What’s your evidence, Richard Easton??!?
Our mother who art in WiFi Thy beacon come Thou handshake be done In ac as in 802.11
Submitted 1 year ago by perishthethought@lemm.ee to science_memes@mander.xyz
https://i.imgflip.com/8o8nwd.jpg
What’s your evidence, Richard Easton??!?
Our mother who art in WiFi Thy beacon come Thou handshake be done In ac as in 802.11
Give us this day our daily bandwidth,
And forgive us our connectivity issues,
As we forgive those who disrupt our signal.
802.11ac
pfft gtfo out of here we’re gearing up for a war.

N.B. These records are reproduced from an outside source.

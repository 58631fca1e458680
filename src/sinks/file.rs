//! File sink implementation
//!
//! A line logger bound to one append-only file. Every line is prefixed with
//! the local write time (microsecond precision) and the short `file:line`
//! of the call site.

use crate::core::{timestamp, LoggerError, Result, Source};
use chrono::Local;
use parking_lot::Mutex;
use std::fs::{File, OpenOptions};
use std::io::Write;
use std::panic::Location;
use std::path::{Path, PathBuf};

pub struct FileSink {
    path: PathBuf,
    file: Mutex<File>,
}

impl FileSink {
    /// Open `path` for appending, creating it with mode `0644` when missing
    pub fn open(path: impl Into<PathBuf>) -> Result<Self> {
        let path = path.into();

        let mut options = OpenOptions::new();
        options.create(true).append(true);
        #[cfg(unix)]
        {
            use std::os::unix::fs::OpenOptionsExt;
            options.mode(0o644);
        }

        let file = options
            .open(&path)
            .map_err(|e| LoggerError::sink(path.display().to_string(), "opening", e))?;

        Ok(Self {
            path,
            file: Mutex::new(file),
        })
    }

    pub fn path(&self) -> &Path {
        &self.path
    }

    /// Append one line annotated with `site`, or with the caller's location
    /// when the record carries none.
    #[track_caller]
    pub fn write_line(&self, line: &str, site: Option<&Source>) -> Result<()> {
        let caller = Location::caller();
        let (file, line_no) = match site {
            Some(source) => (source.short_file().to_string(), source.line),
            None => (short_name(caller.file()).to_string(), caller.line()),
        };

        let mut output = format!(
            "{} {}:{}: {}",
            timestamp::format_file_prefix(&Local::now()),
            file,
            line_no,
            line
        );
        if !output.ends_with('\n') {
            output.push('\n');
        }

        let mut file = self.file.lock();
        file.write_all(output.as_bytes())
            .map_err(|e| LoggerError::sink(self.path.display().to_string(), "writing", e))
    }
}

fn short_name(file: &str) -> &str {
    Path::new(file)
        .file_name()
        .and_then(|name| name.to_str())
        .unwrap_or(file)
}

#[cfg(test)]
mod tests {
    use super::*;
    use std::fs;
    use tempfile::tempdir;

    #[test]
    fn test_creates_and_appends() -> Result<()> {
        let dir = tempdir()?;
        let path = dir.path().join("logs.log");

        let sink = FileSink::open(&path)?;
        sink.write_line("INFO: first", None)?;
        drop(sink);

        let sink = FileSink::open(&path)?;
        sink.write_line("INFO: second", None)?;

        let content = fs::read_to_string(&path)?;
        let lines: Vec<&str> = content.lines().collect();
        assert_eq!(lines.len(), 2);
        assert!(lines[0].contains(" file.rs:"));
        assert!(lines[0].ends_with(": INFO: first"));
        assert!(lines[1].ends_with("INFO: second"));
        Ok(())
    }

    #[test]
    fn test_prefix_has_microseconds_and_site() -> Result<()> {
        let dir = tempdir()?;
        let path = dir.path().join("logs.log");
        let sink = FileSink::open(&path)?;

        let site = Source::new("src/app/server.rs", 31, "app::server");
        sink.write_line("WARN: slow", Some(&site))?;

        let content = fs::read_to_string(&path)?;
        let line = content.lines().next().unwrap();
        // 2025/01/08 10:30:45.123456 server.rs:31: WARN: slow
        let (date, rest) = line.split_once(' ').unwrap();
        let (time, rest) = rest.split_once(' ').unwrap();
        assert_eq!(date.len(), 10);
        assert_eq!(time.len(), 15);
        assert_eq!(time.split_once('.').unwrap().1.len(), 6);
        assert_eq!(rest, "server.rs:31: WARN: slow");
        Ok(())
    }

    #[cfg(unix)]
    #[test]
    fn test_new_file_permissions() -> Result<()> {
        use std::os::unix::fs::PermissionsExt;

        let dir = tempdir()?;
        let path = dir.path().join("logs.log");
        FileSink::open(&path)?;

        let mode = fs::metadata(&path)?.permissions().mode() & 0o777;
        // The process umask can only clear bits
        assert_eq!(mode & !0o644, 0);
        Ok(())
    }

    #[test]
    fn test_open_failure_is_sink_error() {
        let dir = tempdir().unwrap();
        let path = dir.path().join("missing").join("logs.log");

        match FileSink::open(&path) {
            Err(LoggerError::Sink { operation, .. }) => assert_eq!(operation, "opening"),
            other => panic!("expected sink error, got {:?}", other.map(|s| s.path().to_owned())),
        }
    }
}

LAN SENSING WALL PENETRATING XRAYS BABY! GOOOO 802.11bf
coming soon to an ISP near you
From the wiki page
During the late 1930s, Lamarr attended arms deals with her then-husband arms dealer Fritz Mandl, “possibly to improve his chances of making a sale”.[41] From the meetings, she learned that navies needed “a way to guide a torpedo as it raced through the water.” Radio control had been proposed. However, an enemy might be able to jam such a torpedo’s guidance system and set it off course.[42] When later discussing this with a new friend, composer and pianist George Antheil, her idea to prevent jamming by frequency hopping met Antheil’s previous work in music. In that earlier work, Antheil attempted synchronizing note-hopping in the avant-garde piece written as a score for the film Ballet Mechanique that involved multiple synchronized player pianos. Antheil’s idea in the piece was to synchronize the start time of identical player pianos with identical player piano rolls, so the pianos would be playing in time with one another. Together, they realized that radio frequencies could be changed similarly, using the same kind of mechanism, but miniaturized.[4][41]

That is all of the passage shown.